(Stored items)
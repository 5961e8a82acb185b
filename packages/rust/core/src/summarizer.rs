//! Summarize stage: reduce page text to a short knowledge-base synopsis.

use std::time::Duration;

use tracing::{debug, instrument};

use seowriter_ai::{ChatSession, SendOptions};
use seowriter_shared::{ProviderConfig, Result, SeoWriterError};

/// Input is cut to this many characters before it reaches the model.
pub const SUMMARY_CHAR_LIMIT: usize = 3000;

const SUMMARY_INSTRUCTION: &str = "Create a knowledge base of the tools, templates and references, \
in 300 words or less for the following website content: ";

/// Summarize `text` with a fresh session that has no system prompt.
#[instrument(skip_all, fields(provider = %provider.kind, input_len = text.len()))]
pub async fn summarize(text: &str, provider: &ProviderConfig, retry_delay: Duration) -> Result<String> {
    let prompt = format!("{SUMMARY_INSTRUCTION}{}", truncate_chars(text, SUMMARY_CHAR_LIMIT));

    let mut session = ChatSession::initialize("", provider)
        .map_err(|e| SeoWriterError::Summarize(e.to_string()))?;

    let summary = session
        .send(&prompt, &SendOptions::with_retry_delay(retry_delay))
        .await
        .map_err(|e| SeoWriterError::Summarize(e.to_string()))?;

    debug!(summary_len = summary.len(), "summary produced");
    Ok(summary)
}

/// Join per-document summaries into the input for the combined summary.
pub fn join_summaries(summaries: &[String]) -> String {
    summaries.join("\n")
}

/// First `max_chars` characters of `text`, never splitting a code point.
fn truncate_chars(text: &str, max_chars: usize) -> &str {
    match text.char_indices().nth(max_chars) {
        Some((idx, _)) => &text[..idx],
        None => text,
    }
}

#[cfg(test)]
mod tests {
    use super::*;
    use seowriter_shared::ProviderKind;
    use serde_json::json;
    use wiremock::matchers::{method, path};
    use wiremock::{Mock, MockServer, ResponseTemplate};

    fn provider(base_url: &str) -> ProviderConfig {
        ProviderConfig {
            kind: ProviderKind::OpenAi,
            credential: "sk-test".into(),
            max_tokens: 256,
            temperature: 0.7,
            max_retries: 2,
            default_model: "test-model".into(),
            base_url: base_url.into(),
            timeout: Duration::from_secs(5),
        }
    }

    #[test]
    fn truncate_short_text() {
        assert_eq!(truncate_chars("short", 100), "short");
    }

    #[test]
    fn truncate_respects_char_boundaries() {
        let text = "é".repeat(10);
        let cut = truncate_chars(&text, 4);
        assert_eq!(cut.chars().count(), 4);
        assert_eq!(cut, "éééé");
    }

    #[test]
    fn joins_with_newlines() {
        let joined = join_summaries(&["a".into(), "b".into()]);
        assert_eq!(joined, "a\nb");
    }

    #[tokio::test]
    async fn sends_truncated_prompt_without_system_turn() {
        let server = MockServer::start().await;
        Mock::given(method("POST"))
            .and(path("/chat/completions"))
            .respond_with(ResponseTemplate::new(200).set_body_json(json!({
                "choices": [{ "message": { "content": "synopsis" } }]
            })))
            .expect(1)
            .mount(&server)
            .await;

        let long = "x".repeat(SUMMARY_CHAR_LIMIT + 500);
        let summary = summarize(&long, &provider(&server.uri()), Duration::from_millis(1))
            .await
            .unwrap();
        assert_eq!(summary, "synopsis");

        let requests = server.received_requests().await.unwrap();
        let body: serde_json::Value = serde_json::from_slice(&requests[0].body).unwrap();
        let messages = body["messages"].as_array().unwrap();
        assert_eq!(messages.len(), 1);
        assert_eq!(messages[0]["role"], "user");
        let content = messages[0]["content"].as_str().unwrap();
        assert!(content.starts_with("Create a knowledge base"));
        assert_eq!(content.len(), SUMMARY_INSTRUCTION.len() + SUMMARY_CHAR_LIMIT);
    }

    #[tokio::test]
    async fn chat_failure_is_attributed_to_summarize() {
        let server = MockServer::start().await;
        Mock::given(method("POST"))
            .respond_with(ResponseTemplate::new(429))
            .expect(2)
            .mount(&server)
            .await;

        let err = summarize("page", &provider(&server.uri()), Duration::from_millis(1))
            .await
            .unwrap_err();
        assert!(matches!(err, SeoWriterError::Summarize(_)));
        assert!(err.to_string().contains("rate limit"));
    }
}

*TRY IT*: Starting from the first line of the records above, retype each line exactly up to and including the one that contains "pub fn join_summaries(summaries: &[String])", and nothing more.

*ANSWER*:
repository 5961e8a82acb185b
filename packages/rust/core/src/summarizer.rs
//! Summarize stage: reduce page text to a short knowledge-base synopsis.

use std::time::Duration;

use tracing::{debug, instrument};

use seowriter_ai::{ChatSession, SendOptions};
use seowriter_shared::{ProviderConfig, Result, SeoWriterError};

/// Input is cut to this many characters before it reaches the model.
pub const SUMMARY_CHAR_LIMIT: usize = 3000;

const SUMMARY_INSTRUCTION: &str = "Create a knowledge base of the tools, templates and references, \
in 300 words or less for the following website content: ";

/// Summarize `text` with a fresh session that has no system prompt.
#[instrument(skip_all, fields(provider = %provider.kind, input_len = text.len()))]
pub async fn summarize(text: &str, provider: &ProviderConfig, retry_delay: Duration) -> Result<String> {
    let prompt = format!("{SUMMARY_INSTRUCTION}{}", truncate_chars(text, SUMMARY_CHAR_LIMIT));

    let mut session = ChatSession::initialize("", provider)
        .map_err(|e| SeoWriterError::Summarize(e.to_string()))?;

    let summary = session
        .send(&prompt, &SendOptions::with_retry_delay(retry_delay))
        .await
        .map_err(|e| SeoWriterError::Summarize(e.to_string()))?;

    debug!(summary_len = summary.len(), "summary produced");
    Ok(summary)
}

/// Join per-document summaries into the input for the combined summary.
pub fn join_summaries(summaries: &[String]) -> String {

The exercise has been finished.